**What is required**: For this exercise, return all the data exactly as it stands.

**Data for this task**:
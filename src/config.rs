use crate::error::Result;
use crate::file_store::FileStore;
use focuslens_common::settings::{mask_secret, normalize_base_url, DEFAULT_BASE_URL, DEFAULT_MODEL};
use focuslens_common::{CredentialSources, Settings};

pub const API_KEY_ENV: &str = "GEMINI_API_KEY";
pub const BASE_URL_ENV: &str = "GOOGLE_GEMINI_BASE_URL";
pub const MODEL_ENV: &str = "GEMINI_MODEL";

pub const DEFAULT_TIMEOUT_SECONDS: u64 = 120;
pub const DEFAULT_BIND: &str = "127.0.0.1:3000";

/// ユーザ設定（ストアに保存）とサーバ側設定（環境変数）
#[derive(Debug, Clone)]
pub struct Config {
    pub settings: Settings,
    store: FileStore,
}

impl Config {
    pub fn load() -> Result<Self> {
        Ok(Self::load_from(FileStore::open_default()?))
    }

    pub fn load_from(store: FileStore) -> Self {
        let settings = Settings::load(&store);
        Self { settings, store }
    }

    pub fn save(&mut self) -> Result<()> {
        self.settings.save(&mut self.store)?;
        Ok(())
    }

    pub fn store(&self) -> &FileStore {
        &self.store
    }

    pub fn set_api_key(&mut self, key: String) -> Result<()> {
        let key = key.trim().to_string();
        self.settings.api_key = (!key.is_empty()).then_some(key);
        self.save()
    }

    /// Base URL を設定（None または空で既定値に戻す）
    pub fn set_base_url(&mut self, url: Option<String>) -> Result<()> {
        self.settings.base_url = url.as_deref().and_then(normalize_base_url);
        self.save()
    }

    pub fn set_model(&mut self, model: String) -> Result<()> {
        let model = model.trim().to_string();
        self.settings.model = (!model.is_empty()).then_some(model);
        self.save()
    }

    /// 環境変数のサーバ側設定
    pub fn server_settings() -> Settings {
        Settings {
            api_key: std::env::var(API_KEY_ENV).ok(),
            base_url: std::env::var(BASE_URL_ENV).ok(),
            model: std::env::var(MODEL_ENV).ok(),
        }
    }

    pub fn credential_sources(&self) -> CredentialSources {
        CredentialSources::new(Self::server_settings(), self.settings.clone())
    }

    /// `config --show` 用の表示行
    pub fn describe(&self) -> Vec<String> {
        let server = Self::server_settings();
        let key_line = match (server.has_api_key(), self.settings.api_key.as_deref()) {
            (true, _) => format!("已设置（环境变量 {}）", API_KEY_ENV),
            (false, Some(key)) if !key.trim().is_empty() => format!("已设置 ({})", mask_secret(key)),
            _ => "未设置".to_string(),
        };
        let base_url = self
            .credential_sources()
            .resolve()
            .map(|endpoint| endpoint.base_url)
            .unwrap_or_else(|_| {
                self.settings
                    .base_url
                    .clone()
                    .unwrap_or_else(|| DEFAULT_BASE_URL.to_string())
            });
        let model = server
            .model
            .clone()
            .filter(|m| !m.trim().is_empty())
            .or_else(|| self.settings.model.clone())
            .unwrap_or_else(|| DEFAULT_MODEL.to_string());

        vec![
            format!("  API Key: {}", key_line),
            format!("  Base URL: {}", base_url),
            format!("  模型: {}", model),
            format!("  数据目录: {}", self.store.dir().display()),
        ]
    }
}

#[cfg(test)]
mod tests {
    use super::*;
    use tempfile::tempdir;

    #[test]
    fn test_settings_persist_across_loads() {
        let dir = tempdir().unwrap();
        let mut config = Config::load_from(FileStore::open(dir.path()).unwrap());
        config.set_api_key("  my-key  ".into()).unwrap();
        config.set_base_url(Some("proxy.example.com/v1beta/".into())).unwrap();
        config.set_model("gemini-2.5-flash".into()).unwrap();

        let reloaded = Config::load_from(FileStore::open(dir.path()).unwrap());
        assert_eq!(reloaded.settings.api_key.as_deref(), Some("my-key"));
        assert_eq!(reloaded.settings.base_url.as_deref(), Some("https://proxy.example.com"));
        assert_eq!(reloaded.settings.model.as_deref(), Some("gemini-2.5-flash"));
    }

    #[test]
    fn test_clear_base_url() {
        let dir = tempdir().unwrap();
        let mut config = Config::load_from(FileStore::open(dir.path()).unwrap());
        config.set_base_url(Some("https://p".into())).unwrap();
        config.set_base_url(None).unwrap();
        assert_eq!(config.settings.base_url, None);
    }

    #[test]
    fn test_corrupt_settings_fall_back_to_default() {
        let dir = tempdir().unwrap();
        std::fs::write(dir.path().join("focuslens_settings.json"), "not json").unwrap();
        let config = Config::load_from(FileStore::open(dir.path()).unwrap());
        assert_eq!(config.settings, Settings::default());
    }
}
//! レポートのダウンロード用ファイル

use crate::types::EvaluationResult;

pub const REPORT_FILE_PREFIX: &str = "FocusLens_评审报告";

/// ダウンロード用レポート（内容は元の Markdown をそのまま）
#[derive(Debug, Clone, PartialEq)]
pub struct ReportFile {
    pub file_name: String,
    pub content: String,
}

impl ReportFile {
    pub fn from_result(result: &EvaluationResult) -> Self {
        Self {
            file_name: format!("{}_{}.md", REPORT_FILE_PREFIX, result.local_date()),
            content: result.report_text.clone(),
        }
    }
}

**Expected answer**:
filename src/config.rs
use crate::error::Result;
use crate::file_store::FileStore;
use focuslens_common::settings::{mask_secret, normalize_base_url, DEFAULT_BASE_URL, DEFAULT_MODEL};
use focuslens_common::{CredentialSources, Settings};

pub const API_KEY_ENV: &str = "GEMINI_API_KEY";
pub const BASE_URL_ENV: &str = "GOOGLE_GEMINI_BASE_URL";
pub const MODEL_ENV: &str = "GEMINI_MODEL";

pub const DEFAULT_TIMEOUT_SECONDS: u64 = 120;
pub const DEFAULT_BIND: &str = "127.0.0.1:3000";

/// ユーザ設定（ストアに保存）とサーバ側設定（環境変数）
#[derive(Debug, Clone)]
pub struct Config {
    pub settings: Settings,
    store: FileStore,
}

impl Config {
    pub fn load() -> Result<Self> {
        Ok(Self::load_from(FileStore::open_default()?))
    }

    pub fn load_from(store: FileStore) -> Self {
        let settings = Settings::load(&store);
        Self { settings, store }
    }

    pub fn save(&mut self) -> Result<()> {
        self.settings.save(&mut self.store)?;
        Ok(())
    }

    pub fn store(&self) -> &FileStore {
        &self.store
    }

    pub fn set_api_key(&mut self, key: String) -> Result<()> {
        let key = key.trim().to_string();
        self.settings.api_key = (!key.is_empty()).then_some(key);
        self.save()
    }

    /// Base URL を設定（None または空で既定値に戻す）
    pub fn set_base_url(&mut self, url: Option<String>) -> Result<()> {
        self.settings.base_url = url.as_deref().and_then(normalize_base_url);
        self.save()
    }

    pub fn set_model(&mut self, model: String) -> Result<()> {
        let model = model.trim().to_string();
        self.settings.model = (!model.is_empty()).then_some(model);
        self.save()
    }

    /// 環境変数のサーバ側設定
    pub fn server_settings() -> Settings {
        Settings {
            api_key: std::env::var(API_KEY_ENV).ok(),
            base_url: std::env::var(BASE_URL_ENV).ok(),
            model: std::env::var(MODEL_ENV).ok(),
        }
    }

    pub fn credential_sources(&self) -> CredentialSources {
        CredentialSources::new(Self::server_settings(), self.settings.clone())
    }

    /// `config --show` 用の表示行
    pub fn describe(&self) -> Vec<String> {
        let server = Self::server_settings();
        let key_line = match (server.has_api_key(), self.settings.api_key.as_deref()) {
            (true, _) => format!("已设置（环境变量 {}）", API_KEY_ENV),
            (false, Some(key)) if !key.trim().is_empty() => format!("已设置 ({})", mask_secret(key)),
            _ => "未设置".to_string(),
        };
        let base_url = self
            .credential_sources()
            .resolve()
            .map(|endpoint| endpoint.base_url)
            .unwrap_or_else(|_| {
                self.settings
                    .base_url
                    .clone()
                    .unwrap_or_else(|| DEFAULT_BASE_URL.to_string())
            });
        let model = server
            .model
            .clone()
            .filter(|m| !m.trim().is_empty())
            .or_else(|| self.settings.model.clone())
            .unwrap_or_else(|| DEFAULT_MODEL.to_string());

        vec![
            format!("  API Key: {}", key_line),
            format!("  Base URL: {}", base_url),
            format!("  模型: {}", model),
            format!("  数据目录: {}", self.store.dir().display()),
        ]
    }
}

#[cfg(test)]
mod tests {
    use super::*;
    use tempfile::tempdir;

    #[test]
    fn test_settings_persist_across_loads() {
        let dir = tempdir().unwrap();
        let mut config = Config::load_from(FileStore::open(dir.path()).unwrap());
        config.set_api_key("  my-key  ".into()).unwrap();
        config.set_base_url(Some("proxy.example.com/v1beta/".into())).unwrap();
        config.set_model("gemini-2.5-flash".into()).unwrap();

        let reloaded = Config::load_from(FileStore::open(dir.path()).unwrap());
        assert_eq!(reloaded.settings.api_key.as_deref(), Some("my-key"));
        assert_eq!(reloaded.settings.base_url.as_deref(), Some("https://proxy.example.com"));
        assert_eq!(reloaded.settings.model.as_deref(), Some("gemini-2.5-flash"));
    }

    #[test]
    fn test_clear_base_url() {
        let dir = tempdir().unwrap();
        let mut config = Config::load_from(FileStore::open(dir.path()).unwrap());
        config.set_base_url(Some("https://p".into())).unwrap();
        config.set_base_url(None).unwrap();
        assert_eq!(config.settings.base_url, None);
    }

    #[test]
    fn test_corrupt_settings_fall_back_to_default() {
        let dir = tempdir().unwrap();
        std::fs::write(dir.path().join("focuslens_settings.json"), "not json").unwrap();
        let config = Config::load_from(FileStore::open(dir.path()).unwrap());
        assert_eq!(config.settings, Settings::default());
    }
}
//! レポートのダウンロード用ファイル

use crate::types::EvaluationResult;

pub const REPORT_FILE_PREFIX: &str = "FocusLens_评审报告";

/// ダウンロード用レポート（内容は元の Markdown をそのまま）
#[derive(Debug, Clone, PartialEq)]
pub struct ReportFile {
    pub file_name: String,
    pub content: String,
}

impl ReportFile {
    pub fn from_result(result: &EvaluationResult) -> Self {
        Self {
            file_name: format!("{}_{}.md", REPORT_FILE_PREFIX, result.local_date()),
            content: result.report_text.clone(),
        }
    }
}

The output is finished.